Contract
EXHIBIT
4.6
FIRST
AMENDMENT TO INTERCREDITOR AND LIEN SUBORDINATION AGREEMENT
THIS
FIRST AMENDMENT TO INTERCREDITOR AND LIEN SUBORDINATION AGREEMENT dated as
of
December 21, 2005 (this “Amendment
Agreement”)
is
made by and among XXXXX FARGO FOOTHILL, INC., as the arranger and administrative
agent for certain lenders (the “Original
Agent”)
under
and pursuant to the Loan Agreement (as hereinafter defined), THE BANK OF
NEW
YORK TRUST COMPANY, N.A., as successor to The Bank of New York, solely in
its
capacity as trustee under the Indenture Loan Documents (as hereinafter defined)

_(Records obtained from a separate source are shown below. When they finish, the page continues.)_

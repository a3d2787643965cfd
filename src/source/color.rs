use super::types::ImageSource;
use crate::frame::{filled, Frame, Shape};
use anyhow::Result;
use rand::rngs::StdRng;
use rand::Rng;

/// Background of one constant color
pub struct FixedColorSource {
    frame: Frame,
}

impl FixedColorSource {
    pub fn new(shape: Shape, color: [u8; 3]) -> Self {
        Self {
            frame: filled(shape, color.map(f32::from)),
        }
    }
}

impl ImageSource for FixedColorSource {
    fn get_image(&mut self) -> Result<Frame> {
        Ok(self.frame.clone())
    }

    fn shape(&self) -> Shape {
        Shape::of_frame(&self.frame)
    }
}

/// Background of one flat color, redrawn uniformly at every reset
pub struct RandomColorSource<R: Rng = StdRng> {
    shape: Shape,
    rng: R,
    color: [u8; 3],
}

impl<R: Rng> RandomColorSource<R> {
    pub fn new(shape: Shape, mut rng: R) -> Self {
        let color = rng.gen::<[u8; 3]>();
        tracing::debug!("Initial background color {:?}", color);
        Self { shape, rng, color }
    }

    /// Color used until the next reset
    pub fn color(&self) -> [u8; 3] {
        self.color
    }
}

impl<R: Rng> ImageSource for RandomColorSource<R> {
    fn get_image(&mut self) -> Result<Frame> {
        Ok(filled(self.shape, self.color.map(f32::from)))
    }

    fn reset(&mut self) -> Result<()> {
        self.color = self.rng.gen::<[u8; 3]>();
        tracing::debug!("Background color redrawn as {:?}", self.color);
        Ok(())
    }

    fn shape(&self) -> Shape {
        self.shape
    }
}

#[cfg(test)]
mod tests {
    use super::*;
    use rand::SeedableRng;

    #[test]
    fn fixed_color_is_stable_across_calls() {
        let mut source = FixedColorSource::new(Shape::new(4, 5), [200, 100, 50]);

        let first = source.get_image().unwrap();
        source.reset().unwrap();
        let second = source.get_image().unwrap();

        assert_eq!(first, second);
        assert_eq!(first.dim(), (4, 5, 3));
        for pixel in first.lanes(ndarray::Axis(2)) {
            assert_eq!(pixel.to_vec(), vec![200.0, 100.0, 50.0]);
        }
    }

    #[test]
    fn random_color_holds_until_reset() {
        let mut source = RandomColorSource::new(Shape::new(3, 3), StdRng::seed_from_u64(7));

        let first = source.get_image().unwrap();
        let second = source.get_image().unwrap();
        assert_eq!(first, second);

        let color = source.color().map(f32::from);
        assert!(first.iter().enumerate().all(|(i, &v)| v == color[i % 3]));
    }

    #[test]
    fn random_color_changes_across_resets() {
        let mut source = RandomColorSource::new(Shape::new(1, 1), StdRng::seed_from_u64(11));

        let mut colors = vec![source.color()];
        for _ in 0..16 {
            source.reset().unwrap();
            colors.push(source.color());
        }
        colors.dedup();

        assert!(colors.len() > 1);
    }

    #[test]
    fn random_color_is_reproducible_with_a_seed() {
        let mut a = RandomColorSource::new(Shape::new(2, 2), StdRng::seed_from_u64(3));
        let mut b = RandomColorSource::new(Shape::new(2, 2), StdRng::seed_from_u64(3));

        for _ in 0..4 {
            assert_eq!(a.get_image().unwrap(), b.get_image().unwrap());
            a.reset().unwrap();
            b.reset().unwrap();
        }
    }
}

(in such capacity, the “Trustee”),
THE
MAJESTIC STAR CASINO, LLC, an Indiana limited liability company (“Parent”),
and
those certain affiliates of Parent party hereto (each a “Debtor”,
and
individually and collectively and jointly and severally, the “Debtors”).
Each
capitalized term used in this Amendment Agreement and not defined here has
the
meaning given to it in the Intercreditor Agreement (as hereinafter
defined).
RECITALS
A. Parent,
The Majestic Star Casino Capital Corp., an Indiana corporation (together
with
Parent, the “Issuers”),
the
subsidiary guarantors identified on the signature pages thereto, and the
Trustee
entered into an Indenture, dated as of October 7, 2003 (the “Indenture”),
pursuant to which the Issuers and subsidiary guarantors incurred on such
date
indebtedness for the Notes in an aggregate principal amount at maturity of
$260,000,000.
B. The
Indenture was supplemented with two Supplemental Indentures each dated December
21, 2005 adding new Indenture Guarantors and providing for the Issuers and
Indenture Guarantors to incur additional indebtedness such that the total
indebtedness incurred for the Notes is now an aggregate principal amount
at
maturity of $300,000,000 (the Indenture, as supplemented, to be hereinafter
the
“Indenture”).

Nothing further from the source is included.